__Provided data__:
#####

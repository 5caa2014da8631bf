//! Tracing subscriber setup.

use tracing_subscriber::{fmt, prelude::*, EnvFilter};

/// Install the global subscriber. Output goes to stderr so command output
/// on stdout stays pipeable.
///
/// `RUST_LOG` takes precedence over `default_filter`. Calling this twice is
/// harmless; the second call leaves the first subscriber in place.
pub fn init_logging(default_filter: &str) {
    let env_filter =
        EnvFilter::try_from_default_env().unwrap_or_else(|_| EnvFilter::new(default_filter));

    let console_layer = fmt::layer()
        .with_target(true)
        .with_writer(std::io::stderr);

    let _ = tracing_subscriber::registry()
        .with(env_filter)
        .with(console_layer)
        .try_init();
}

#####

__What you need to do__:
Without changing a word, restate the whole listing.

__Reply to the task__:
repository 5caa2014da8631bf
//! Tracing subscriber setup.

use tracing_subscriber::{fmt, prelude::*, EnvFilter};

/// Install the global subscriber. Output goes to stderr so command output
/// on stdout stays pipeable.
///
/// `RUST_LOG` takes precedence over `default_filter`. Calling this twice is
/// harmless; the second call leaves the first subscriber in place.
pub fn init_logging(default_filter: &str) {
    let env_filter =
        EnvFilter::try_from_default_env().unwrap_or_else(|_| EnvFilter::new(default_filter));

    let console_layer = fmt::layer()
        .with_target(true)
        .with_writer(std::io::stderr);

    let _ = tracing_subscriber::registry()
        .with(env_filter)
        .with(console_layer)
        .try_init();
}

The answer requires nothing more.